# Operators as Matrices

06 Mar 2012, 13:17 UTC

In The Myth of the "Unrealizable" Filter I had an expression like this:

``````Y = (X)A.B
``````

Where `Y`, `X`, `A`, `B` are all vectors, so `A.B` scales vector `X` to give vector `Y`.

This can be expressed in matrix form

``````Y = G*B
``````

Here, `G` is the matrix representing the operator `(X)A.` which operates on `B` on the right.

An interesting thought is that maybe it would be cool if a language allowed `(X)A.` to be an object which acts on the right. i.e. instead of parsing say `A + B` as `add(A,B)` the language would parse `A + B` as `apply(adder(A),B)` where `adder(A) = apply(A,+)` is a function taking one argument, which adds `A` to the argument. Thus, the whole language works (modulo operator precedence) as a series of `apply` operations which can take variables or operators/symbols/functions, and which performs currying. So:

``````apply(A,fn(a,b))      gives fn2(b) -> fn(A,b)
apply(fn(a),B)        gives fn2()  -> fn(B)
apply(fn1(a),fn2(b))  gives fn3(b) -> fn1(fn2(b))
``````

Then perhaps - assuming `*` and `.` operators - I could just write:

``````G = X * (A.)
``````

This is not simple to compile - the expression is `apply(apply(X,*),apply(A,dot))` which I might rewrite `apply(mulbyX,dotbyA)` giving a function like `fn(B) -> mulbyX(dotbyA(B))`. Casting this function to a matrix is non-trivial.

Alternatively, perhaps the same compiler (which has to be able to analyze linear functions) could handle a syntax like this:

``````G = (X * (A.B)) %% B
``````

Which is rather like differentiation with respect to `B`.

The resulting system would be powerful and conceptually simple, but maybe it has insufficient use cases.
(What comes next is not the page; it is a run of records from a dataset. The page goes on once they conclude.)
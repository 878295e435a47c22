//! CLI subcommand handlers and the default plotting run.

use crate::Cli;
use crate::Commands;
use crate::ConfigAction;
use modelstats_core::config::{workspace_config_path, ModelStatsConfig, PlotFormat};
use modelstats_core::{renderer_for, FsModelInfoSource};
use std::path::Path;

/// Handle a CLI subcommand.
pub fn handle_command(
    command: &Commands,
    workspace: &Path,
    config_file: Option<&Path>,
) -> anyhow::Result<()> {
    match command {
        Commands::Config { action } => handle_config(action, workspace, config_file),
        Commands::Platforms => handle_platforms(workspace, config_file),
    }
}

fn handle_config(
    action: &ConfigAction,
    workspace: &Path,
    config_file: Option<&Path>,
) -> anyhow::Result<()> {
    match action {
        ConfigAction::Init => {
            let config_path = workspace_config_path(workspace);
            if config_path.exists() {
                println!(
                    "Configuration file already exists at: {}",
                    config_path.display()
                );
                return Ok(());
            }
            if let Some(parent) = config_path.parent() {
                std::fs::create_dir_all(parent)?;
            }

            let toml_str = toml::to_string_pretty(&ModelStatsConfig::default())?;
            std::fs::write(&config_path, &toml_str)?;
            println!(
                "Created default configuration at: {}",
                config_path.display()
            );
            Ok(())
        }
        ConfigAction::Show => {
            let config = modelstats_core::load_config(Some(workspace), config_file)
                .map_err(|e| anyhow::anyhow!("Failed to load config: {}", e))?;
            let toml_str = toml::to_string_pretty(&config)?;
            println!("{}", toml_str);
            Ok(())
        }
    }
}

fn handle_platforms(workspace: &Path, config_file: Option<&Path>) -> anyhow::Result<()> {
    let config = modelstats_core::load_config(Some(workspace), config_file)
        .map_err(|e| anyhow::anyhow!("Failed to load config: {}", e))?;
    println!("Known platforms ({}):", config.platforms.len());
    for platform in &config.platforms {
        let shown = if config.plot.targets.contains(&platform.name) {
            " [plotted]"
        } else {
            ""
        };
        println!(
            "  {:<10} {} ({} {}){}",
            platform.name, platform.legend, platform.color, platform.marker, shown
        );
    }
    Ok(())
}

/// Apply command-line flags on top of the loaded configuration.
pub fn apply_overrides(config: &mut ModelStatsConfig, cli: &Cli) -> anyhow::Result<()> {
    if let Some(figure) = &cli.output_figure {
        config.output.figure = figure.clone();
    }
    if let Some(format) = &cli.output_format {
        config.output.format = format.parse::<PlotFormat>()?;
    }
    if let Some(stats) = &cli.output_stats {
        config.output.stats = stats.clone();
    }
    if let Some(max_secs) = cli.plot_max_secs_per_frame {
        config.plot.max_secs_per_frame = max_secs;
    }
    if let Some(min_top1) = cli.plot_min_top1_accuracy {
        config.plot.min_top1_accuracy = min_top1;
    }
    if let Some(targets) = &cli.plot_targets {
        config.plot.targets = targets.clone();
    }
    Ok(())
}

/// Analyze `models_root`, write the report and the plot, and tell the user.
pub fn run_plot(models_root: &Path, config: &ModelStatsConfig, quiet: bool) -> anyhow::Result<()> {
    tracing::info!(
        root = %models_root.display(),
        targets = ?config.plot.targets,
        max_secs_per_frame = config.plot.max_secs_per_frame,
        "Plotting model stats"
    );
    let renderer = renderer_for(config.output.format);
    let analysis = modelstats_core::run(models_root, config, &FsModelInfoSource, renderer.as_ref())?;

    for failure in &analysis.collected.failures {
        println!(
            "Could not collect stats for model '{}', skipping",
            failure.model
        );
    }
    if !quiet {
        println!(
            "Saved frontier models to {}",
            config.output.stats.display()
        );
        println!(
            "Saved plot as {} to {}",
            config.output.format,
            config.output.figure.display()
        );
    }
    Ok(())
}

#[cfg(test)]
mod tests {
    use super::*;
    use clap::Parser;
    use pretty_assertions::assert_eq;
    use std::path::PathBuf;

    #[test]
    fn test_overrides_replace_config_values() {
        let cli = Cli::try_parse_from([
            "modelstats",
            "models",
            "-o",
            "out/plot.svg",
            "--output-stats",
            "out/frontier.json",
            "--plot-max-secs-per-frame",
            "0.8",
            "--plot-min-top1-accuracy",
            "35",
            "--plot-targets",
            "pi3",
            "aarch64",
        ])
        .unwrap();

        let mut config = ModelStatsConfig::default();
        apply_overrides(&mut config, &cli).unwrap();

        assert_eq!(cli.models_root, Some(PathBuf::from("models")));
        assert_eq!(config.output.figure, PathBuf::from("out/plot.svg"));
        assert_eq!(config.output.stats, PathBuf::from("out/frontier.json"));
        assert_eq!(config.plot.max_secs_per_frame, 0.8);
        assert_eq!(config.plot.min_top1_accuracy, 35.0);
        assert_eq!(config.plot.targets, vec!["pi3", "aarch64"]);
    }

    #[test]
    fn test_no_flags_keep_config() {
        let cli = Cli::try_parse_from(["modelstats", "models"]).unwrap();
        let mut config = ModelStatsConfig::default();
        apply_overrides(&mut config, &cli).unwrap();
        assert_eq!(config.plot.targets, vec!["pi3"]);
        assert_eq!(config.plot.max_secs_per_frame, 1.5);
    }

    #[test]
    fn test_unsupported_format_is_rejected() {
        let cli =
            Cli::try_parse_from(["modelstats", "models", "--output-format", "png"]).unwrap();
        let mut config = ModelStatsConfig::default();
        let err = apply_overrides(&mut config, &cli).unwrap_err();
        assert!(err.to_string().contains("Unsupported plot format 'png'"));
    }

    #[test]
    fn test_config_subcommand_parses() {
        let cli = Cli::try_parse_from(["modelstats", "config", "show"]).unwrap();
        assert!(matches!(
            cli.command,
            Some(Commands::Config {
                action: ConfigAction::Show
            })
        ));
    }

    #[test]
    fn test_config_init_writes_default_file() {
        let dir = tempfile::tempdir().unwrap();
        handle_config(&ConfigAction::Init, dir.path(), None).unwrap();
        let path = workspace_config_path(dir.path());
        let written: ModelStatsConfig =
            toml::from_str(&std::fs::read_to_string(&path).unwrap()).unwrap();
        assert_eq!(written.platforms.len(), 3);
    }

    #[test]
    fn test_run_plot_end_to_end() {
        let models = tempfile::tempdir().unwrap();
        let out = tempfile::tempdir().unwrap();
        let model_dir = models.path().join("tiny");
        std::fs::create_dir_all(model_dir.join("timing")).unwrap();
        std::fs::write(model_dir.join("accuracy.json"), r#"{"top1": 55.0, "top5": 78.0}"#)
            .unwrap();
        std::fs::write(
            model_dir.join("timing").join("pi3.json"),
            r#"{"secs_per_frame": 0.12}"#,
        )
        .unwrap();

        let mut config = ModelStatsConfig::default();
        config.output.stats = out.path().join("frontier_models.json");
        config.output.figure = out.path().join("model_speed_accuracy.svg");

        run_plot(models.path(), &config, true).unwrap();
        assert!(config.output.stats.exists());
        assert!(config.output.figure.exists());
    }
}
Still, it's interesting to think of new ways to write code.

What do you think? :)

Andrei Rotenstein commented:

Eddie, I'm not sure I follow the last expression.

on 06 Mar 2012, 16:56 UTC

Eddie Edwards commented:

Andrei, the idea is that the expression on the LHS of `%%` is "divided by" the expression on the RHS to give a matrix (or perhaps tensor) `G` s.t. `G*B` reproduces the original expression. It's a lexical expression, so `B` doesn't have to be declared anywhere, while `X` and `A` are used to create `G`.

The output is a matrix where each element is the amount of RHS[n] found in LHS[m]. So in fact it is precisely differentiation with respect to `B`, but the compiler would complain if the result wasn't a constant in each place (i.e. `B` is used with other powers than 0 and 1).

Does that help?

on 06 Mar 2012, 19:12 UTC

Eddie Edwards commented:

Thinking about it, you could implement this in a C compiler as follows:

1. Isolate LHS and RHS expressions
2. Set RHS variable to (0,0,0), fold into LHS, then constant-fold LHS
3. Do the same for (1,0,0), (0,1,0), (0,0,1)
4. Subtract e.g. (0,0,0) from (1,0,0) to get the first column of `G`

This works assuming the LHS is linear; if the LHS is not linear it gives a rough approximation of the correct answer at `B` = (0,0,0) :)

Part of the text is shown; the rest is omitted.